Pour garantir sa sécurité d’approvisionnement, l’Union européenne peut d’abord chercher à diversifier ses fournisseurs.
Il existe notamment le projet Nabucco, un gazoduc géant entre la Turquie et l’Autriche, long de 3400 km, qui permettrait d’acheminer du gaz de la Caspienne en contournant les gazoducs russes.
Mais ce projet est très coûteux, et peut s’avérer économiquement décevant si le gazoduc n’est pas relié aux champs iraniens, ou aux champs kazakhs et turkmènes, de l’autre coté de la Caspienne. Or, aujourd’hui, le gaz venant d’Asie Centrale est avant tout évacué par la Russie.

Le GNL

 
Le GNL

Ensuite, l’Europe pourrait accroître ses importations de GNL, c’est-à-dire le Gaz Naturel Liquéfié.
Cette technologie, développée depuis les années 60, consiste à liquéfier le gaz, pour le rendre plus dense et pouvoir le transporter par bateau, donc sur de grandes distances.
Cela suppose d’importants moyens : d’abord, des terminaux de liquéfaction dans les pays producteurs, ensuite, des méthaniers, ces énormes bateaux qui permettent de transporter le gaz liquide, et enfin, des terminaux de re-gazéification à l’arrivée.

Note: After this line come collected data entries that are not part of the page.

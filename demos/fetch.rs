//! Download the URLs given on the command line into memory.
//!
//! ```text
//! RUST_LOG=rangedl=debug cargo run --example fetch -- https://example.com/a.bin https://example.com/b.bin
//! ```

use color_eyre::{eyre::eyre, Result};
use rangedl::download::{Callbacks, DownloadItem, Status};
use rangedl::downloader::DownloaderBuilder;
use tracing_subscriber::EnvFilter;

#[tokio::main]
async fn main() -> Result<()> {
    color_eyre::install()?;
    tracing_subscriber::fmt()
        .with_env_filter(EnvFilter::from_default_env())
        .init();

    let urls: Vec<String> = std::env::args().skip(1).collect();
    if urls.is_empty() {
        return Err(eyre!("usage: fetch <url>..."));
    }

    let downloader = DownloaderBuilder::new()
        .max_concurrent_downloads(3)
        .max_threads(8)
        .build()?;

    for url in &urls {
        let name = url.clone();
        let callbacks = Callbacks::new()
            .on_success(move |data| println!("{}: {} bytes", name, data.len()));
        downloader.add_download(DownloadItem::try_from(url.as_str())?.with_observer(callbacks));
    }

    // Stop everything on Ctrl-C.
    let handle = downloader.clone();
    tokio::spawn(async move {
        if tokio::signal::ctrl_c().await.is_ok() {
            handle.cancel_all_downloads();
        }
    });

    let summaries = downloader.start_downloads().await;
    for summary in &summaries {
        match summary.status() {
            Status::Success => {}
            Status::Fail(msg) => eprintln!("{} failed: {}", summary.url(), msg),
            Status::Cancelled => eprintln!("{} cancelled", summary.url()),
            Status::NotStarted => {}
        }
    }

    let failed = summaries.iter().filter(|s| !s.is_success()).count();
    println!("{} of {} downloads succeeded", summaries.len() - failed, summaries.len());
    Ok(())
}
//! Downloader module containing the queue, builder pattern, and configuration.
//!
//! This module provides the main [`Downloader`] struct and its associated builder pattern
//! for configuring and running a FIFO queue of in-memory downloads with a bounded
//! number of concurrent items.
//!
//! # Overview
//!
//! The downloader module is organized into three main components:
//!
//! - `downloader` - Core Downloader struct: queue, lanes and cancellation
//! - `builder` - DownloaderBuilder for flexible configuration using the builder pattern
//! - `config` - Options and configuration structures with their defaults
//!
//! # Examples
//!
//! ## Basic Usage
//!
//! ```rust,no_run
//! use rangedl::downloader::DownloaderBuilder;
//! use rangedl::download::DownloadItem;
//!
//! # async fn example() -> Result<(), Box<dyn std::error::Error>> {
//! let downloader = DownloaderBuilder::new().build()?;
//!
//! downloader.add_downloads(vec![
//!     DownloadItem::try_from("https://example.com/file1.zip")?,
//!     DownloadItem::try_from("https://example.com/file2.pdf")?,
//! ]);
//!
//! let summaries = downloader.start_downloads().await;
//! # Ok(())
//! # }
//! ```
//!
//! ## Cancelling From Elsewhere
//!
//! ```rust,no_run
//! use rangedl::downloader::DownloaderBuilder;
//!
//! # async fn example() -> Result<(), Box<dyn std::error::Error>> {
//! let downloader = DownloaderBuilder::hidden().build()?;
//! let handle = downloader.clone();
//! tokio::spawn(async move {
//!     tokio::time::sleep(std::time::Duration::from_secs(5)).await;
//!     handle.cancel_all_downloads();
//! });
//! downloader.start_downloads().await;
//! # Ok(())
//! # }
//! ```

pub mod builder;
pub mod config;
#[allow(clippy::module_inception)]
pub mod downloader;

pub use builder::DownloaderBuilder;
pub use config::{DownloaderConfig, DownloaderOptions, DEFAULT_MAX_CONCURRENT_DOWNLOADS};
pub use downloader::Downloader;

Les grands fournisseurs de GNL

 
Les grands fournisseurs de GNL

En 2005, le GNL ne représentait qu’un cinquième du gaz transporté dans le monde, mais il s’agit là d’une technologie qui est amenée à se développer.
Le Japon par exemple est de très loin le premier importateur mondial de gaz naturel liquéfié, ses principaux fournisseurs étant l’Indonésie, la Malaisie, l’Australie, Brunei et le Qatar. Le Qatar sera sans doute le premier exportateur mondial de GNL d’ici 2020.

Le Qatar

 
Le Qatar

Le Qatar investit massivement dans la technologie du GNL, car il dispose de 15% des réserves prouvées de gaz, soit quasiment le deuxième rang mondial, derrière la Russie (1ères réserves) et à égalité avec l’Iran.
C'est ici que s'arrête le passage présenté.